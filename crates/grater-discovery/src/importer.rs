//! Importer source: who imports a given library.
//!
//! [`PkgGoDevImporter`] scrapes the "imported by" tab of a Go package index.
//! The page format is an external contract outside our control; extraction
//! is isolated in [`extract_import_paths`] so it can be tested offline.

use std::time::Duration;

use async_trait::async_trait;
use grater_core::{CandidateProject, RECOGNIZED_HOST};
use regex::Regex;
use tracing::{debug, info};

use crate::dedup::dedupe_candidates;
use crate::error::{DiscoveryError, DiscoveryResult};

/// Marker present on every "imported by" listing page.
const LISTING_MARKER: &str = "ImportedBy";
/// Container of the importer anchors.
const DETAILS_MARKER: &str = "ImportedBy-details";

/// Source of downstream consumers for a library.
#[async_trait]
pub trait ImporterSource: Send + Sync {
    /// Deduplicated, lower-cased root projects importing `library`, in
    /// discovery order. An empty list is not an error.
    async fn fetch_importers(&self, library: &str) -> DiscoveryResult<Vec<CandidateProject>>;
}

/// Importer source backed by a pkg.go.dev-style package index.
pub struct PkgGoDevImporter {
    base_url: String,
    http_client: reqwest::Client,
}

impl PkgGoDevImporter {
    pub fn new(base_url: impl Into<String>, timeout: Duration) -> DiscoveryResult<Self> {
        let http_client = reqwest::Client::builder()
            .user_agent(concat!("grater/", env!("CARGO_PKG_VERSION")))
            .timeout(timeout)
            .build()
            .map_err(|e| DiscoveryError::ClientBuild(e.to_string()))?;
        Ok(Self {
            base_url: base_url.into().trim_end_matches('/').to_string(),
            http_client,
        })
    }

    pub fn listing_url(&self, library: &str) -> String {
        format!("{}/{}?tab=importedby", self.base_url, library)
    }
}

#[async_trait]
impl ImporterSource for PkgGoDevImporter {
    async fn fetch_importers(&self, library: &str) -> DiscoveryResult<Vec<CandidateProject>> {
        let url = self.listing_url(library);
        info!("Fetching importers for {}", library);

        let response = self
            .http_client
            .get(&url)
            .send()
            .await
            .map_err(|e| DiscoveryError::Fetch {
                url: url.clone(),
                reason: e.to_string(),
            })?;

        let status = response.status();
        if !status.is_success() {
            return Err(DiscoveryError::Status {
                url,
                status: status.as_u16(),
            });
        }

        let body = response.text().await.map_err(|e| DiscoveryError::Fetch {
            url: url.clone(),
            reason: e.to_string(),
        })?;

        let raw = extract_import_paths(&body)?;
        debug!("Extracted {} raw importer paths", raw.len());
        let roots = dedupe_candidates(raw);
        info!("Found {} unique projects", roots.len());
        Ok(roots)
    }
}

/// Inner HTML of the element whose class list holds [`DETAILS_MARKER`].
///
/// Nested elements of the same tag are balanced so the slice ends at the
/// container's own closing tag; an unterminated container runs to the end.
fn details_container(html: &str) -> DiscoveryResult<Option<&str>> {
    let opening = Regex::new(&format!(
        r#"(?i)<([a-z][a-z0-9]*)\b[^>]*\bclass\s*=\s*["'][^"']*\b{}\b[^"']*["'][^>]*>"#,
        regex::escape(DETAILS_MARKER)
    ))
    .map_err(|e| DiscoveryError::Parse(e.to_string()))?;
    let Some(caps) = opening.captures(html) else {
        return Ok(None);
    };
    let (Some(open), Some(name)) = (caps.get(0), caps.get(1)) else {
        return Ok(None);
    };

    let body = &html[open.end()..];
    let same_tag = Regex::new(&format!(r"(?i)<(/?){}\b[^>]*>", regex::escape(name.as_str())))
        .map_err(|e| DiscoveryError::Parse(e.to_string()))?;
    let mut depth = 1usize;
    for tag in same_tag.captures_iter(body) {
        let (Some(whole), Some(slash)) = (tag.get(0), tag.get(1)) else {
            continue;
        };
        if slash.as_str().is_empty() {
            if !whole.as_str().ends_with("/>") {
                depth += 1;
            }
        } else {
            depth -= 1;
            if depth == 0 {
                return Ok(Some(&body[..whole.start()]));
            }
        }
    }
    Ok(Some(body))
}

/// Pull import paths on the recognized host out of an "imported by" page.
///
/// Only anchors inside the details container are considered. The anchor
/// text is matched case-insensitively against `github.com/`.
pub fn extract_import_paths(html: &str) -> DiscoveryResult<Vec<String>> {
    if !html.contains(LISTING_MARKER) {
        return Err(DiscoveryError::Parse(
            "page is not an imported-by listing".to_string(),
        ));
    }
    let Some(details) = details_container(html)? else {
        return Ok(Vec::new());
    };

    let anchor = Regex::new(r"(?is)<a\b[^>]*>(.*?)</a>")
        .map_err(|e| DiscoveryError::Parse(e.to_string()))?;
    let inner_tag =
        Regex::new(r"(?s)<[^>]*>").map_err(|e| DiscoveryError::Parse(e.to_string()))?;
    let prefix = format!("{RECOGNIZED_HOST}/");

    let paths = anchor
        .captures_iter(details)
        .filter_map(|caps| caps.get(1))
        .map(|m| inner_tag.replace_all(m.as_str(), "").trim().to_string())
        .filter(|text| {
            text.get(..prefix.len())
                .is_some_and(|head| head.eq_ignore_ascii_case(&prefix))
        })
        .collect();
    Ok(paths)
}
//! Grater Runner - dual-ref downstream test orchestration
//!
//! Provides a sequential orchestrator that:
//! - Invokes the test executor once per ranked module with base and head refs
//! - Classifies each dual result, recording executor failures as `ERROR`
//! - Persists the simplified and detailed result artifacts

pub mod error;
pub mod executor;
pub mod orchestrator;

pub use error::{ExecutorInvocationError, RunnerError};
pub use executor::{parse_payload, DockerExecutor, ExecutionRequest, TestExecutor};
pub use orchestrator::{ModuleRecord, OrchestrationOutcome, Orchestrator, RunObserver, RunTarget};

-----

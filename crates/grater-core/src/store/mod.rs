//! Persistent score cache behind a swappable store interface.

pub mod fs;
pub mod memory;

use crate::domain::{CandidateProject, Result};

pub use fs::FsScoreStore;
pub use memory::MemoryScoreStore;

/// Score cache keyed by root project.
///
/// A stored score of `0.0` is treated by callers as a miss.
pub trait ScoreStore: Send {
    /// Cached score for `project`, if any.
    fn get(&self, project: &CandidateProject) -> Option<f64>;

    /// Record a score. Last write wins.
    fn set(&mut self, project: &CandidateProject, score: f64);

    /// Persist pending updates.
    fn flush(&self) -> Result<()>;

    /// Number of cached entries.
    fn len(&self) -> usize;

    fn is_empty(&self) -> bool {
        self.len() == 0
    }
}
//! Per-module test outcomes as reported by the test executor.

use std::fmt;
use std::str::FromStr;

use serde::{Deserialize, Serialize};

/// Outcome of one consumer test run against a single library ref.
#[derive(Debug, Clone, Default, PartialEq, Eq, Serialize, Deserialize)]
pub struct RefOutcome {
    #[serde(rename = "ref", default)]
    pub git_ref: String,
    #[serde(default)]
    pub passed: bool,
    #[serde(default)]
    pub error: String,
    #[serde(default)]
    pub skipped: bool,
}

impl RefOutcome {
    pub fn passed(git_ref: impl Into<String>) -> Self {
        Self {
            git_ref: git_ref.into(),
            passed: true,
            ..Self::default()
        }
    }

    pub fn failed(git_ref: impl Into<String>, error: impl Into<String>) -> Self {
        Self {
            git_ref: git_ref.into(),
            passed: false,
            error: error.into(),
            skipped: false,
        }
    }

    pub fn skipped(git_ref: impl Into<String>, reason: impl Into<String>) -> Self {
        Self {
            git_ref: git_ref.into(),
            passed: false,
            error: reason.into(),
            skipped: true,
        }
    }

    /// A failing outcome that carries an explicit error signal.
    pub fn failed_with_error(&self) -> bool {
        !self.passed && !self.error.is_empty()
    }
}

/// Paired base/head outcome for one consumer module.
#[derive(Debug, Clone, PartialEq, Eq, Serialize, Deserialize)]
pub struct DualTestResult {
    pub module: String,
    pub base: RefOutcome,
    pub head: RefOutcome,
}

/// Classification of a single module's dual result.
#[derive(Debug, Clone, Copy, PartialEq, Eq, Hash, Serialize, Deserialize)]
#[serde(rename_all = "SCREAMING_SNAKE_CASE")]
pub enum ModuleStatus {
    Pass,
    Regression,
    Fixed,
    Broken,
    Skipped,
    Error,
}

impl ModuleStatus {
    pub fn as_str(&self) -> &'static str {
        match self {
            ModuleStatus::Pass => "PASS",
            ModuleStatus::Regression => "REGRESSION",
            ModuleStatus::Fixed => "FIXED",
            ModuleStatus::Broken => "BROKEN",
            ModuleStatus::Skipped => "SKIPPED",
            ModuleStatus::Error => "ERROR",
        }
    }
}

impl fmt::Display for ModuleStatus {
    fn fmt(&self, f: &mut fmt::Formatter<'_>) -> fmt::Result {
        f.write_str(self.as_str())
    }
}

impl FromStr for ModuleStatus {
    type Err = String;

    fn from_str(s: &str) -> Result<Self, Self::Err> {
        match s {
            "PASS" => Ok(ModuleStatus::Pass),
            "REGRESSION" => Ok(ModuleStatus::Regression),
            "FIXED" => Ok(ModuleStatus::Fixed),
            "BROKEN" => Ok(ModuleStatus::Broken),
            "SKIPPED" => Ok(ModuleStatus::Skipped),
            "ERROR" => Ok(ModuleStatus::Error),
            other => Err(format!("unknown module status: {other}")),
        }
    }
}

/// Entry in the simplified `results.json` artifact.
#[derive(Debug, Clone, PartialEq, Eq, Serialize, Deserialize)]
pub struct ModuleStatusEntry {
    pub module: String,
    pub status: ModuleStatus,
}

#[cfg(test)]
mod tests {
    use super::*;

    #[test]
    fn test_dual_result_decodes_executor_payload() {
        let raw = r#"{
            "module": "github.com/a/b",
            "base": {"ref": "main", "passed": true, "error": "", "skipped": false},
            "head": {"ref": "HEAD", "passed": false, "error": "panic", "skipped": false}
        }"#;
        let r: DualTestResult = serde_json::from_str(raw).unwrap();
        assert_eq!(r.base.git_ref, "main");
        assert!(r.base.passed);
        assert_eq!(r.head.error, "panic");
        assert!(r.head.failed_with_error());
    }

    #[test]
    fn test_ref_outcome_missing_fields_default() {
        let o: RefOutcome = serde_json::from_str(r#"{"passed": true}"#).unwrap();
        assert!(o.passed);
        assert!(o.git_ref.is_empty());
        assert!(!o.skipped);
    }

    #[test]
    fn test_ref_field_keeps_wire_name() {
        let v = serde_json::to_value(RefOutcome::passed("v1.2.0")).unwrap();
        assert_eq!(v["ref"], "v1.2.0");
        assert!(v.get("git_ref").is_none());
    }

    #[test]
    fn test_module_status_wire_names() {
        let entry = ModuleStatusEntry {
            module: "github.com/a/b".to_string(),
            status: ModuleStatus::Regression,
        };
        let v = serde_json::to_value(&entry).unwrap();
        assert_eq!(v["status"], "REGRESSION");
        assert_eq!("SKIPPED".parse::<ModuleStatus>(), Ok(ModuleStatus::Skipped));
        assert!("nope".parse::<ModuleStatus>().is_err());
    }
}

-----

## What the task requires:
When a line of the data holds the string "return", pick it out and copy it.

## Solution to the exercise:
            return Err(DiscoveryError::Status {
        return Ok(None);
        return Ok(None);
                return Ok(Some(&body[..whole.start()]));
        return Err(DiscoveryError::Parse(
        return Ok(Vec::new());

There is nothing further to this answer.